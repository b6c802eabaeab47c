//! Lightbox overlay state.
//!
//! There is exactly one overlay. Opening while open replaces the image.

use tracing::{debug, trace};

use crate::node::Element;
use crate::render::page::{LIGHTBOX_ID, LIGHTBOX_IMAGE_ID};

/// Overlay state.
#[derive(Debug, Clone, PartialEq, Eq, Default)]
pub enum LightboxState {
    /// Nothing displayed.
    #[default]
    Closed,
    /// Displaying one image.
    Open {
        /// The displayed image url.
        url: String,
    },
}

impl LightboxState {
    /// Whether the overlay is open.
    #[must_use]
    pub fn is_open(&self) -> bool {
        matches!(self, Self::Open { .. })
    }

    /// The displayed image url, if open.
    #[must_use]
    pub fn url(&self) -> Option<&str> {
        match self {
            Self::Open { url } => Some(url),
            Self::Closed => None,
        }
    }
}

/// Owns the overlay state and the cancellation key.
#[derive(Debug, Clone)]
pub struct LightboxController {
    state: LightboxState,
    close_key: String,
}

impl Default for LightboxController {
    fn default() -> Self {
        Self::new("Escape")
    }
}

impl LightboxController {
    /// A closed lightbox that closes on `close_key`.
    #[must_use]
    pub fn new(close_key: impl Into<String>) -> Self {
        Self {
            state: LightboxState::Closed,
            close_key: close_key.into(),
        }
    }

    /// Current state.
    #[must_use]
    pub fn state(&self) -> &LightboxState {
        &self.state
    }

    /// Show an image. With no image (or an empty url) this is a no-op and
    /// returns false.
    pub fn open(&mut self, image_url: Option<&str>) -> bool {
        let Some(url) = image_url.map(str::trim).filter(|url| !url.is_empty()) else {
            trace!("Lightbox activated without an image");
            return false;
        };
        debug!(url = %url, "Opening lightbox");
        self.state = LightboxState::Open {
            url: url.to_string(),
        };
        true
    }

    /// Close the overlay. Returns false if it was already closed.
    pub fn close(&mut self) -> bool {
        if !self.state.is_open() {
            return false;
        }
        debug!("Closing lightbox");
        self.state = LightboxState::Closed;
        true
    }

    /// Handle a key press. Only the close key does anything, and only while open.
    pub fn handle_key(&mut self, key: &str) -> bool {
        key == self.close_key && self.close()
    }

    /// Write the overlay state into a rendered tree.
    pub fn apply_to(&self, root: &mut Element) {
        let url = self.state.url();
        root.visit_mut(&mut |el: &mut Element| {
            let id = el.get_attr("id").map(str::to_string);
            match id.as_deref() {
                Some(LIGHTBOX_ID) => {
                    el.set_class("active", url.is_some());
                    el.set_attr("aria-hidden", if url.is_some() { "false" } else { "true" });
                }
                Some(LIGHTBOX_IMAGE_ID) => match url {
                    Some(url) => el.set_attr("src", url),
                    None => el.remove_attr("src"),
                },
                _ => {}
            }
        });
    }
}

#[cfg(test)]
mod tests {
    use super::*;

    const URL: &str = "https://img.example/docs.png";

    #[test]
    fn test_closed_by_default() {
        let lightbox = LightboxController::default();
        assert_eq!(lightbox.state(), &LightboxState::Closed);
        assert!(lightbox.state().url().is_none());
    }

    #[test]
    fn test_open_then_close() {
        let mut lightbox = LightboxController::default();
        assert!(lightbox.open(Some(URL)));
        assert_eq!(lightbox.state().url(), Some(URL));

        assert!(lightbox.close());
        assert_eq!(lightbox.state(), &LightboxState::Closed);
    }

    #[test]
    fn test_close_when_closed_is_noop() {
        let mut lightbox = LightboxController::default();
        assert!(!lightbox.close());
        assert!(!lightbox.close());
        assert_eq!(lightbox.state(), &LightboxState::Closed);
    }

    #[test]
    fn test_open_without_image_is_noop() {
        let mut lightbox = LightboxController::default();
        assert!(!lightbox.open(None));
        assert!(!lightbox.open(Some("")));
        assert!(!lightbox.state().is_open());
    }

    #[test]
    fn test_open_without_image_keeps_current() {
        let mut lightbox = LightboxController::default();
        lightbox.open(Some(URL));
        lightbox.open(None);
        assert_eq!(lightbox.state().url(), Some(URL));
    }

    #[test]
    fn test_open_replaces_image() {
        let mut lightbox = LightboxController::default();
        lightbox.open(Some(URL));
        lightbox.open(Some("https://img.example/schema.png"));
        assert_eq!(
            lightbox.state().url(),
            Some("https://img.example/schema.png")
        );
    }

    #[test]
    fn test_close_key() {
        let mut lightbox = LightboxController::default();
        assert!(!lightbox.handle_key("Escape"));

        lightbox.open(Some(URL));
        assert!(!lightbox.handle_key("Enter"));
        assert!(lightbox.state().is_open());
        assert!(lightbox.handle_key("Escape"));
        assert!(!lightbox.state().is_open());
    }

    #[test]
    fn test_custom_close_key() {
        let mut lightbox = LightboxController::new("q");
        lightbox.open(Some(URL));
        assert!(!lightbox.handle_key("Escape"));
        assert!(lightbox.handle_key("q"));
    }

    #[test]
    fn test_apply_to_tree() {
        let mut root = Element::new("main").child(
            Element::new("div")
                .attr("id", LIGHTBOX_ID)
                .child(Element::new("img").attr("id", LIGHTBOX_IMAGE_ID)),
        );
        let mut lightbox = LightboxController::default();
        lightbox.open(Some(URL));
        lightbox.apply_to(&mut root);

        let overlay = root.find_all(&|e: &Element| e.get_attr("id") == Some(LIGHTBOX_ID))[0];
        assert!(overlay.has_class("active"));
        let img = root.find_by_tag("img")[0];
        assert_eq!(img.get_attr("src"), Some(URL));

        lightbox.close();
        lightbox.apply_to(&mut root);
        assert!(root.find_by_class("active").is_empty());
        assert!(root.find_by_tag("img")[0].get_attr("src").is_none());
    }
}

**EXERCISE GOAL**. Your reply should contain every record, unchanged and complete.

**TASK RESULT**.
repository b6c802eabaeab47c
//! Lightbox overlay state.
//!
//! There is exactly one overlay. Opening while open replaces the image.

use tracing::{debug, trace};

use crate::node::Element;
use crate::render::page::{LIGHTBOX_ID, LIGHTBOX_IMAGE_ID};

/// Overlay state.
#[derive(Debug, Clone, PartialEq, Eq, Default)]
pub enum LightboxState {
    /// Nothing displayed.
    #[default]
    Closed,
    /// Displaying one image.
    Open {
        /// The displayed image url.
        url: String,
    },
}

impl LightboxState {
    /// Whether the overlay is open.
    #[must_use]
    pub fn is_open(&self) -> bool {
        matches!(self, Self::Open { .. })
    }

    /// The displayed image url, if open.
    #[must_use]
    pub fn url(&self) -> Option<&str> {
        match self {
            Self::Open { url } => Some(url),
            Self::Closed => None,
        }
    }
}

/// Owns the overlay state and the cancellation key.
#[derive(Debug, Clone)]
pub struct LightboxController {
    state: LightboxState,
    close_key: String,
}

impl Default for LightboxController {
    fn default() -> Self {
        Self::new("Escape")
    }
}

impl LightboxController {
    /// A closed lightbox that closes on `close_key`.
    #[must_use]
    pub fn new(close_key: impl Into<String>) -> Self {
        Self {
            state: LightboxState::Closed,
            close_key: close_key.into(),
        }
    }

    /// Current state.
    #[must_use]
    pub fn state(&self) -> &LightboxState {
        &self.state
    }

    /// Show an image. With no image (or an empty url) this is a no-op and
    /// returns false.
    pub fn open(&mut self, image_url: Option<&str>) -> bool {
        let Some(url) = image_url.map(str::trim).filter(|url| !url.is_empty()) else {
            trace!("Lightbox activated without an image");
            return false;
        };
        debug!(url = %url, "Opening lightbox");
        self.state = LightboxState::Open {
            url: url.to_string(),
        };
        true
    }

    /// Close the overlay. Returns false if it was already closed.
    pub fn close(&mut self) -> bool {
        if !self.state.is_open() {
            return false;
        }
        debug!("Closing lightbox");
        self.state = LightboxState::Closed;
        true
    }

    /// Handle a key press. Only the close key does anything, and only while open.
    pub fn handle_key(&mut self, key: &str) -> bool {
        key == self.close_key && self.close()
    }

    /// Write the overlay state into a rendered tree.
    pub fn apply_to(&self, root: &mut Element) {
        let url = self.state.url();
        root.visit_mut(&mut |el: &mut Element| {
            let id = el.get_attr("id").map(str::to_string);
            match id.as_deref() {
                Some(LIGHTBOX_ID) => {
                    el.set_class("active", url.is_some());
                    el.set_attr("aria-hidden", if url.is_some() { "false" } else { "true" });
                }
                Some(LIGHTBOX_IMAGE_ID) => match url {
                    Some(url) => el.set_attr("src", url),
                    None => el.remove_attr("src"),
                },
                _ => {}
            }
        });
    }
}

#[cfg(test)]
mod tests {
    use super::*;

    const URL: &str = "https://img.example/docs.png";

    #[test]
    fn test_closed_by_default() {
        let lightbox = LightboxController::default();
        assert_eq!(lightbox.state(), &LightboxState::Closed);
        assert!(lightbox.state().url().is_none());
    }

    #[test]
    fn test_open_then_close() {
        let mut lightbox = LightboxController::default();
        assert!(lightbox.open(Some(URL)));
        assert_eq!(lightbox.state().url(), Some(URL));

        assert!(lightbox.close());
        assert_eq!(lightbox.state(), &LightboxState::Closed);
    }

    #[test]
    fn test_close_when_closed_is_noop() {
        let mut lightbox = LightboxController::default();
        assert!(!lightbox.close());
        assert!(!lightbox.close());
        assert_eq!(lightbox.state(), &LightboxState::Closed);
    }

    #[test]
    fn test_open_without_image_is_noop() {
        let mut lightbox = LightboxController::default();
        assert!(!lightbox.open(None));
        assert!(!lightbox.open(Some("")));
        assert!(!lightbox.state().is_open());
    }

    #[test]
    fn test_open_without_image_keeps_current() {
        let mut lightbox = LightboxController::default();
        lightbox.open(Some(URL));
        lightbox.open(None);
        assert_eq!(lightbox.state().url(), Some(URL));
    }

    #[test]
    fn test_open_replaces_image() {
        let mut lightbox = LightboxController::default();
        lightbox.open(Some(URL));
        lightbox.open(Some("https://img.example/schema.png"));
        assert_eq!(
            lightbox.state().url(),
            Some("https://img.example/schema.png")
        );
    }

    #[test]
    fn test_close_key() {
        let mut lightbox = LightboxController::default();
        assert!(!lightbox.handle_key("Escape"));

        lightbox.open(Some(URL));
        assert!(!lightbox.handle_key("Enter"));
        assert!(lightbox.state().is_open());
        assert!(lightbox.handle_key("Escape"));
        assert!(!lightbox.state().is_open());
    }

    #[test]
    fn test_custom_close_key() {
        let mut lightbox = LightboxController::new("q");
        lightbox.open(Some(URL));
        assert!(!lightbox.handle_key("Escape"));
        assert!(lightbox.handle_key("q"));
    }

    #[test]
    fn test_apply_to_tree() {
        let mut root = Element::new("main").child(
            Element::new("div")
                .attr("id", LIGHTBOX_ID)
                .child(Element::new("img").attr("id", LIGHTBOX_IMAGE_ID)),
        );
        let mut lightbox = LightboxController::default();
        lightbox.open(Some(URL));
        lightbox.apply_to(&mut root);

        let overlay = root.find_all(&|e: &Element| e.get_attr("id") == Some(LIGHTBOX_ID))[0];
        assert!(overlay.has_class("active"));
        let img = root.find_by_tag("img")[0];
        assert_eq!(img.get_attr("src"), Some(URL));

        lightbox.close();
        lightbox.apply_to(&mut root);
        assert!(root.find_by_class("active").is_empty());
        assert!(root.find_by_tag("img")[0].get_attr("src").is_none());
    }
}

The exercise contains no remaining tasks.